不知为什么,当李晨听到这的时候,忽然有一种,他们是“同志”的感觉。要知道,男人和男人之间就算是处的在好,也不能说天天都在一起吧?这可像有点太过了。对李晨来讲,兄弟哥们之间,无非就是喝酒的时候多个伴,打架的时候多个手而已。像是这王生所说的,他和李同之间的感情,李晨是没有看到过。可能这就是古人与现代人之间的区别所在吧。
王生接着说道:“只可惜,天妒英才。我那仁兄李同,在他28岁那年,因为妻子风寒不治,他也是悲伤过度,最后一病不起。我曾去劝解过他几回,但无奈仁兄李同死心以决,无论如何都要随同他的妻子而去,最后他们夫妻二人一同魂归九泉了。”说到这王生竟然呜呜呜的哭了起来。
不知道为什么,这王生越是这样,李晨越觉的他有点神精,人家夫妻关系好,在天愿做比翼鸟,在地愿做连理枝,生时同生,死时同死,和他有什么关系?真是吃饱了撑的没事干。
哭了好长时间,李晨也没见这王生停下来,有些不耐烦的问道:“你这人怎么哭起来没完没了了呢?你到底想让我帮你什么,到是说啊?”
王生呜呜咽咽的停了下来,接着说道:“他们夫妻二人死后,就埋葬在这北邙山上。我每到逢年过节就来这里看他们,给他们烧纸守陵。你们现在所住的这个地方就是我当年守陵的地方。”
李晨一听,就更加的不能理解了,你要说你和人家生前关系好这也倒罢了,死后居然也不离不弃,居然还去给人家守陵,这是怎么想的呢?就算是亲生儿子巩怕都做不到他这一点吧?
“就在我给他守陵的第三个年头,突然有一天晚上,我那仁兄李同给我托了一个梦,在梦中他满脸都是泥污血迹。
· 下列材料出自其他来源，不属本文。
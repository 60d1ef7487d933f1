/*!
 * Tests for batch planning and the batch executor
 */

use std::sync::Arc;
use std::time::Duration;

use futures::StreamExt;
use tokio_util::sync::CancellationToken;

use bookling::errors::StageError;
use bookling::providers::mock::MockClient;
use bookling::translation::batch::TranslationSource;
use bookling::translation::retry::RecordingSleeper;
use bookling::translation::{fingerprint, plan_batches, BatchLimits, BatchTranslator, MemoryCache, RetryPolicy, WorkItem};

fn items(texts: &[&str]) -> Vec<WorkItem> {
    texts
        .iter()
        .enumerate()
        .map(|(i, text)| WorkItem {
            key: i as i64,
            fingerprint: fingerprint(text),
            text: text.to_string(),
        })
        .collect()
}

fn translator(client: MockClient, retry: RetryPolicy) -> (BatchTranslator, Arc<MockClient>, MemoryCache, RecordingSleeper) {
    let client = Arc::new(client);
    let cache = MemoryCache::new();
    let sleeper = RecordingSleeper::new();
    let translator = BatchTranslator::new(
        client.clone(),
        Arc::new(cache.clone()),
        retry,
        Arc::new(sleeper.clone()),
        2,
    );
    (translator, client, cache, sleeper)
}

fn batch_retry() -> RetryPolicy {
    RetryPolicy::new(4, Duration::from_millis(1000), 2.0, Duration::from_millis(30_000))
}

#[test]
fn test_planBatches_shouldCoverEveryIndexOnceInOrder() {
    let texts: Vec<String> = (0..37).map(|i| format!("paragraph number {}", i)).collect();
    let limits = BatchLimits::new(8, 4000, 1000).unwrap();

    let batches = plan_batches(&texts, &limits);
    let flattened: Vec<usize> = batches.iter().cloned().flatten().collect();

    assert_eq!(flattened, (0..37).collect::<Vec<_>>());
    assert!(batches.iter().all(|b| !b.is_empty() && b.len() <= 8));
    assert_eq!(batches, plan_batches(&texts, &limits));
}

#[test]
fn test_planBatches_withTokenBudget_shouldCloseBatchesEarly() {
    // 40 characters is 10 estimated tokens, budget is 25
    let texts = vec!["a".repeat(40); 5];
    let limits = BatchLimits::new(16, 30, 5).unwrap();

    let batches = plan_batches(&texts, &limits);
    assert_eq!(batches, vec![0..2, 2..4, 4..5]);
}

#[test]
fn test_planBatches_withOversizedText_shouldIsolateIt() {
    let texts = vec!["short".to_string(), "x".repeat(400), "short again".to_string()];
    let limits = BatchLimits::new(16, 50, 10).unwrap();

    let batches = plan_batches(&texts, &limits);
    assert_eq!(batches, vec![0..1, 1..2, 2..3]);
}

#[test]
fn test_batchLimits_withReservedAboveContext_shouldBeRejected() {
    assert!(BatchLimits::new(8, 100, 100).is_err());
    assert!(BatchLimits::new(0, 100, 10).is_err());
}

#[tokio::test]
async fn test_translateBatch_withDuplicateTexts_shouldSendEachOnce() {
    let (translator, client, _, _) = translator(MockClient::working(), batch_retry());
    let batch = items(&["Hello there.", "hello   THERE.", "Goodbye."]);

    let outcome = translator
        .translate_batch(0, batch, "en", "es", &CancellationToken::new())
        .await
        .unwrap();

    assert_eq!(client.call_count(), 1);
    assert_eq!(client.texts_sent(), 2);
    assert_eq!(outcome.translations.len(), 3);
    assert_eq!(outcome.translations[0].1, outcome.translations[1].1);
}

#[tokio::test]
async fn test_translateBatch_withWarmCache_shouldNotCallClient() {
    let (translator, client, cache, _) = translator(MockClient::working(), batch_retry());
    let cancel = CancellationToken::new();

    translator
        .translate_batch(0, items(&["One.", "Two."]), "en", "fr", &cancel)
        .await
        .unwrap();
    let again = translator
        .translate_batch(0, items(&["One.", "Two."]), "en", "fr", &cancel)
        .await
        .unwrap();

    assert_eq!(client.call_count(), 1);
    assert_eq!(again.client_calls, 0);
    assert!(again.translations.iter().all(|(_, _, s)| *s == TranslationSource::Cache));
    assert_eq!(cache.len(), 2);
}

#[tokio::test]
async fn test_translateBatch_withTwoTransientFailures_shouldCallClientThreeTimes() {
    let (translator, client, _, sleeper) = translator(MockClient::fail_first(2), batch_retry());

    let outcome = translator
        .translate_batch(0, items(&["Only paragraph."]), "en", "es", &CancellationToken::new())
        .await
        .unwrap();

    assert_eq!(client.call_count(), 3);
    assert_eq!(outcome.client_calls, 3);
    assert_eq!(sleeper.delays(), vec![Duration::from_millis(1000), Duration::from_millis(2000)]);
}

#[tokio::test]
async fn test_translateBatch_withFatalError_shouldNotRetry() {
    let (translator, client, cache, _) = translator(MockClient::failing(), batch_retry());

    let err = translator
        .translate_batch(0, items(&["Paragraph."]), "en", "es", &CancellationToken::new())
        .await
        .unwrap_err();

    assert!(!err.is_retryable());
    assert_eq!(client.call_count(), 1);
    assert!(cache.is_empty());
}

#[tokio::test]
async fn test_translateBatch_whenCancelled_shouldNotCallClient() {
    let (translator, client, _, _) = translator(MockClient::working(), batch_retry());
    let cancel = CancellationToken::new();
    cancel.cancel();

    let err = translator
        .translate_batch(0, items(&["Paragraph."]), "en", "es", &cancel)
        .await
        .unwrap_err();

    assert!(matches!(err, StageError::Cancelled));
    assert_eq!(client.call_count(), 0);
}

#[tokio::test]
async fn test_translateBatches_shouldResolveEveryBatch() {
    let (translator, _, _, _) = translator(MockClient::working(), batch_retry());
    let batches = vec![items(&["A one."]), items(&["B two.", "B three."]), items(&["C four."])];

    let mut outcomes: Vec<_> = translator
        .translate_batches(batches, "en".into(), "de".into(), CancellationToken::new())
        .collect::<Vec<_>>()
        .await
        .into_iter()
        .map(Result::unwrap)
        .collect();
    outcomes.sort_by_key(|o| o.batch_index);

    let sizes: Vec<usize> = outcomes.iter().map(|o| o.translations.len()).collect();
    assert_eq!(sizes, vec![1, 2, 1]);
    assert_eq!(outcomes[1].translations[1].1, MockClient::translation_of("B three.", "de"));
}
我当时就问他:李同仁兄,你为何会搞成这个样子啊?”
“李同说道:本来我和娘子葬在这里,死后也算是享了福了。谁知道这北邙山中有一个成了气候的老鬼,生前乃是河间王,名叫刘浑,法力十分高强。他看中了我妻子的美貌,说什么也要抢夺,我乃是新鬼,法力十分低微,根本就阻挡他不住,差一点被他给打的魂飞魄散,还好我娘子以死相逼,他这才离去,不过他说了,三天之后就会来迎娶我家娘子,要不然就把我灵魂印记抹去,以后魂飞魄散,永不超生。”
“我一听到这个,当时就急了,就问他:“李同仁兄,你要我如何帮你,只管明说,哪怕是死,我都在所不惜。”
“没想到我那仁兄李同果然就是让我去死,他对我说道:“我和娘子所葬的这块地,风水极佳,名为双阳抗阴之地。本来那河间王要强抢我的娘子,我是没有任何办法的,但是如果你能自尽,和我同葬于此,这样就能一起抵搞那河间王老鬼了。”
听到这李晨心里一惊,心想:“这王生不会真的听他的话,在这里自尽了吧?那他也真是太傻了点。要知道,这鬼都是反复无常的,他们说的话多半都不可信,想必是唬他来当替身的也说不定。”
“你不会真的听他的话,在这里自尽了吧?”李晨问道。
“我和李同仁兄生前乃是至交好友,死后如果能同葬一地,也是一种缘份,为知己而死,死而无怨。听了李同的话,我在当天晚上便自尽于此了。正如我那仁兄李同所说,果然三天后,那河间王老鬼便来抢亲了。”
“还好这地也真是双阳抗阴之地,我们二人生前是书生秀士,专读儒家学问,身上藏有浩然正气,借助地势还真就抵挡住了那河间王老鬼,让它抢亲没有成功。不过那河间王刘浑乃是千年老鬼,法力十分高强,就算是勉强可以抵挡,也无法将它彻底击退,只要一到初一十五,它便在夜里来折磨我们。”